Filter the entries below down to the lines that hold "true".

Records from a data collection:
= = = =

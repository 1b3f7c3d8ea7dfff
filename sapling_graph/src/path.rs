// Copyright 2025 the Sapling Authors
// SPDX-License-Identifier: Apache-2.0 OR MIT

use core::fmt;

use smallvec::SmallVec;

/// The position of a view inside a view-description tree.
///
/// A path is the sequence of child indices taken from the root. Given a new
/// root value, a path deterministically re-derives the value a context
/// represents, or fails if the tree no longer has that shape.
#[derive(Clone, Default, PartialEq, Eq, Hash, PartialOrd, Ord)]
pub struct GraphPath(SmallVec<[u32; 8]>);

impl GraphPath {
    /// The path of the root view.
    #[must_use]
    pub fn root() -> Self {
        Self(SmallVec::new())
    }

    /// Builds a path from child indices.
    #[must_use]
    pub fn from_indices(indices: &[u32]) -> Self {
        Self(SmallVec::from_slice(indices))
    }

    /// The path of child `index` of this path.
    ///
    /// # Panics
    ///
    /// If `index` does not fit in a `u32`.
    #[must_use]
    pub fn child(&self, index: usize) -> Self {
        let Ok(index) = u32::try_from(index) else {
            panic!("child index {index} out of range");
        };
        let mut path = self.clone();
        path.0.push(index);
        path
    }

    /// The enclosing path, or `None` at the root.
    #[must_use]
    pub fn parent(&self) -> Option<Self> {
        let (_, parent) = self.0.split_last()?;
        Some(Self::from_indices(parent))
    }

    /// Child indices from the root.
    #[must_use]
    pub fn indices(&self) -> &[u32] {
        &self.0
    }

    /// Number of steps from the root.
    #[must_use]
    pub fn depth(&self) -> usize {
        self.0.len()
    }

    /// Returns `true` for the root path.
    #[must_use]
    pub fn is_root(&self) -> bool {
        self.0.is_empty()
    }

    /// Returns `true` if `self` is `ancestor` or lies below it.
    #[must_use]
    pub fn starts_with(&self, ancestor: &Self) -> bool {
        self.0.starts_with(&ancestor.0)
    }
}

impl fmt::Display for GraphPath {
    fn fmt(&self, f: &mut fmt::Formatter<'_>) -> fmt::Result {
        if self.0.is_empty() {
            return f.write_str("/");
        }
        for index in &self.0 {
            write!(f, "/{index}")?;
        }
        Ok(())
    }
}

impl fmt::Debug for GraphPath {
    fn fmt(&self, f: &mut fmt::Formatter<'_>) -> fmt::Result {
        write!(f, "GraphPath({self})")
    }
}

= = = =

▸ **Solution to the problem**:
    /// Returns `true` for the root path.
    /// Returns `true` if `self` is `ancestor` or lies below it.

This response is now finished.